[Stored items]
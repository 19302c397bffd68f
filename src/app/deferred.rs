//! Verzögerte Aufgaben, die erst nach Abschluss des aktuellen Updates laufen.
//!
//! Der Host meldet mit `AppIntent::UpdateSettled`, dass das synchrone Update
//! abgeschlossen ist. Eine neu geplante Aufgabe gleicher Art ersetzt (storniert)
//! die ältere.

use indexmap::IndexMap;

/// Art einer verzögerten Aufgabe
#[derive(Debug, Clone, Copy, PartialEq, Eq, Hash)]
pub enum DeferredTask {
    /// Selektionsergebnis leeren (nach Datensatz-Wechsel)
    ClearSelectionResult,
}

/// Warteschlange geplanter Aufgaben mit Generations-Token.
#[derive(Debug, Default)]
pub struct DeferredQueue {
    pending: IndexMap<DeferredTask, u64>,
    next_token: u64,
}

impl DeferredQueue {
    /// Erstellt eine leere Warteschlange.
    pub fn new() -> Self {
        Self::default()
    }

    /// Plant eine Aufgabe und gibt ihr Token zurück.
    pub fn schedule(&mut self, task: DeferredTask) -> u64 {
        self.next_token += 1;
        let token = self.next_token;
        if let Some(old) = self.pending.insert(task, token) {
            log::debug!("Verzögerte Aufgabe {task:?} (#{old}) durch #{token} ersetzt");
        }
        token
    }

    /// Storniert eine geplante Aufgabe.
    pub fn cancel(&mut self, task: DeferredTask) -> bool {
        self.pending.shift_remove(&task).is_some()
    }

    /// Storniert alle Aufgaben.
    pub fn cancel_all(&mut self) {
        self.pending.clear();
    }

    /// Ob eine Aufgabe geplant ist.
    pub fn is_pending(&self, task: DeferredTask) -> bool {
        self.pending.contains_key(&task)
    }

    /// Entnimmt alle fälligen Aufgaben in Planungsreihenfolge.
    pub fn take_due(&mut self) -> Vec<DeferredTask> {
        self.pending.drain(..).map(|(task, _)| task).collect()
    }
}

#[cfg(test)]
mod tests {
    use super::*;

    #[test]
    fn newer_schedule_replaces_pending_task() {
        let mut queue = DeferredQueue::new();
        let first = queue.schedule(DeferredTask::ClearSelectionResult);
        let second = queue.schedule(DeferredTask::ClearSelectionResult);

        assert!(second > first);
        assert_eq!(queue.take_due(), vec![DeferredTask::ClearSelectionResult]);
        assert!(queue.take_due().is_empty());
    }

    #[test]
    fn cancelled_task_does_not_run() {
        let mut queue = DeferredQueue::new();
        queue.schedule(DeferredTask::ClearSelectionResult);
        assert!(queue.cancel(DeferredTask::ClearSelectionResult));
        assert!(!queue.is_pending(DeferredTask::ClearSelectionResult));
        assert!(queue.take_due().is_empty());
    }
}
...
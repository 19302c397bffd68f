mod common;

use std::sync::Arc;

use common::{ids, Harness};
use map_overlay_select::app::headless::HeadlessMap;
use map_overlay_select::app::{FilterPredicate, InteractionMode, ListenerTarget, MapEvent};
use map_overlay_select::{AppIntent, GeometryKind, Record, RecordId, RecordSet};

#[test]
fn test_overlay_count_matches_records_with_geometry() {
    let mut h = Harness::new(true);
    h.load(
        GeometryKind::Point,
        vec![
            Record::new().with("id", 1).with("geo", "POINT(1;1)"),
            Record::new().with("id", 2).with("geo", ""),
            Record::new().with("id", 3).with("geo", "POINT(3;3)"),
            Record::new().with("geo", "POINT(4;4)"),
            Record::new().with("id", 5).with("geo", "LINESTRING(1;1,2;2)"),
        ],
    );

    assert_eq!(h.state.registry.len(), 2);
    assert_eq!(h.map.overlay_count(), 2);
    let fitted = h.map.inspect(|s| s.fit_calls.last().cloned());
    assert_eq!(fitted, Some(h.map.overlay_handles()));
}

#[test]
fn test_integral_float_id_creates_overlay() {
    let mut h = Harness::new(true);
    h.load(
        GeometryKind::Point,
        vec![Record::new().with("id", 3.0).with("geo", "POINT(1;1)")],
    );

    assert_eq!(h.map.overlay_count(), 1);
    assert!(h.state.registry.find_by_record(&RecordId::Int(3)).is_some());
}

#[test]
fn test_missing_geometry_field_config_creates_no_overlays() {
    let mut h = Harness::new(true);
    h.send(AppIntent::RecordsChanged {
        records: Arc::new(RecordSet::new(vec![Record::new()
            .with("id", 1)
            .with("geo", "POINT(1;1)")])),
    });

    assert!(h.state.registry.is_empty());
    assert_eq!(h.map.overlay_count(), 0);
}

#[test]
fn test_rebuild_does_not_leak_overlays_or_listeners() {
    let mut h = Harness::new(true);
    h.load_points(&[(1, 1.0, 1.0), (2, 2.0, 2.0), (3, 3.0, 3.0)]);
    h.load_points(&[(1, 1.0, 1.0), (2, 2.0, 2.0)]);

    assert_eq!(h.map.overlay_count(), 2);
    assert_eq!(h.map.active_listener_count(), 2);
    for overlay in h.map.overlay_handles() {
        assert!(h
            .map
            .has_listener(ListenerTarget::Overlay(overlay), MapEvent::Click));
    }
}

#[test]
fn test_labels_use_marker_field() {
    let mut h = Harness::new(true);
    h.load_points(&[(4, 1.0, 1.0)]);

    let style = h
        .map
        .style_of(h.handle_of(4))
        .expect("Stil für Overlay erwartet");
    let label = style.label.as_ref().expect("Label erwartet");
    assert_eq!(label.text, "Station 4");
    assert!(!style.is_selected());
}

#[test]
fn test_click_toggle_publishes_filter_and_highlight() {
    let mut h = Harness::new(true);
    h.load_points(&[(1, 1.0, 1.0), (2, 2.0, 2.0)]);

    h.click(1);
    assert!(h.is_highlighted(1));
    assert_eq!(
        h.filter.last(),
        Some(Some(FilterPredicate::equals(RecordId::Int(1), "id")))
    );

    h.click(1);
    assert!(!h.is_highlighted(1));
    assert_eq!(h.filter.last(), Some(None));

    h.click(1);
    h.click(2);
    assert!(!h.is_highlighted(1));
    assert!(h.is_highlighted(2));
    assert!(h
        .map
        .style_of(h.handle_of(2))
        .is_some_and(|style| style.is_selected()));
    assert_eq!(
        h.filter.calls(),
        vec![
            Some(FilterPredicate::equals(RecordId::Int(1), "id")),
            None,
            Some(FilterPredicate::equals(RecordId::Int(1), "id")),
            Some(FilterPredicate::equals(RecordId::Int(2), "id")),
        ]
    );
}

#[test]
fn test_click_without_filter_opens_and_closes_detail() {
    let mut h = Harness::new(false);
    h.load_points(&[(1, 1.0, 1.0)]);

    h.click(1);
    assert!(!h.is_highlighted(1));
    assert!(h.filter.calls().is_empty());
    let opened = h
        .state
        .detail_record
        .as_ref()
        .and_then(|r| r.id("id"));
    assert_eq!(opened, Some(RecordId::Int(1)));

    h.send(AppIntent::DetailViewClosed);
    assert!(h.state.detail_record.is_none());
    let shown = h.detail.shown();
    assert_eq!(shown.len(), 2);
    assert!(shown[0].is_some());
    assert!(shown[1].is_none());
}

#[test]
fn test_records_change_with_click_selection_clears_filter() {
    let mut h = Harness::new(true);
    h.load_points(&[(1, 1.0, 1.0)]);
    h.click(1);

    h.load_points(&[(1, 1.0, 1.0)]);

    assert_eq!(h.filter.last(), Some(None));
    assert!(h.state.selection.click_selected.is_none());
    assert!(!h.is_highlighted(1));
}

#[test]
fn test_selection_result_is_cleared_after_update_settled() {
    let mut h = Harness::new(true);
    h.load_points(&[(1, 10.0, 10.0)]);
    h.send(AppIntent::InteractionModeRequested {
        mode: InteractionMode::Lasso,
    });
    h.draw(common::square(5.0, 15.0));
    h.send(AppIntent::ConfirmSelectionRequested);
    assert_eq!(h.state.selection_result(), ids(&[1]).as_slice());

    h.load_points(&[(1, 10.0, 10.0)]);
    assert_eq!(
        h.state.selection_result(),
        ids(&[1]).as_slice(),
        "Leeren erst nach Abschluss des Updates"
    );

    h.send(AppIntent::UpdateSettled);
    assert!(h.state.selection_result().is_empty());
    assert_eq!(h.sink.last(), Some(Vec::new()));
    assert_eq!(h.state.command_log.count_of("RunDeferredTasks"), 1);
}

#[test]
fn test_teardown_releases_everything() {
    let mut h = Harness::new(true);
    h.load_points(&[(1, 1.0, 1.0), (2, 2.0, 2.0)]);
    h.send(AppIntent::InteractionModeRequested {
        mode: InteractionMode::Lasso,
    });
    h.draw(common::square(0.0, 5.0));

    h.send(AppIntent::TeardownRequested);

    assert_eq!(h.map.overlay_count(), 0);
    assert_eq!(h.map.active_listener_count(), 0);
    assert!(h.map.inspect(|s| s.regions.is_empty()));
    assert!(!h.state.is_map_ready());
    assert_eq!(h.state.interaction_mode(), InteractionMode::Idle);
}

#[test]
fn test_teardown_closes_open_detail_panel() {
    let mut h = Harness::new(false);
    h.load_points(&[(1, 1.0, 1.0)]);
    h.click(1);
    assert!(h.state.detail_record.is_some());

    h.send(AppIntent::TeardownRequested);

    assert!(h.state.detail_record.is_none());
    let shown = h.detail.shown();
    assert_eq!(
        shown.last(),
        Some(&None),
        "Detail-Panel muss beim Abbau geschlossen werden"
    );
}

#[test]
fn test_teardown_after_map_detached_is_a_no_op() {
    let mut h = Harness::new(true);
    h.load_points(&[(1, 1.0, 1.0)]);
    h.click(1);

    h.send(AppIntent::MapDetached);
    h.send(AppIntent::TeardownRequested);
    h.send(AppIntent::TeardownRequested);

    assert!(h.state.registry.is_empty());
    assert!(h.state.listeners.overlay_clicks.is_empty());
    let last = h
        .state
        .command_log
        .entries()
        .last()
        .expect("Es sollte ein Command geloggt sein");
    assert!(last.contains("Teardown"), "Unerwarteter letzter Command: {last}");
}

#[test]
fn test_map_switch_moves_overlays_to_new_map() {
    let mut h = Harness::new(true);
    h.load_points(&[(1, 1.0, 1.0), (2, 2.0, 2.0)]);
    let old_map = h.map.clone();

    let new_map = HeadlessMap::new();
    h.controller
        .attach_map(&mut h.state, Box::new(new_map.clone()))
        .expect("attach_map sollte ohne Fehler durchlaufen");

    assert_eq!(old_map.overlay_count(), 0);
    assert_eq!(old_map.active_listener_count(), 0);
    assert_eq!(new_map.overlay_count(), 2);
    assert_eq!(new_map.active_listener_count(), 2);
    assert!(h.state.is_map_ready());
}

Task goal>
Which lines of the data above contain the string "registry"? Copy each of them.

Solved exercise>
    assert_eq!(h.state.registry.len(), 2);
    assert!(h.state.registry.find_by_record(&RecordId::Int(3)).is_some());
    assert!(h.state.registry.is_empty());
    assert!(h.state.registry.is_empty());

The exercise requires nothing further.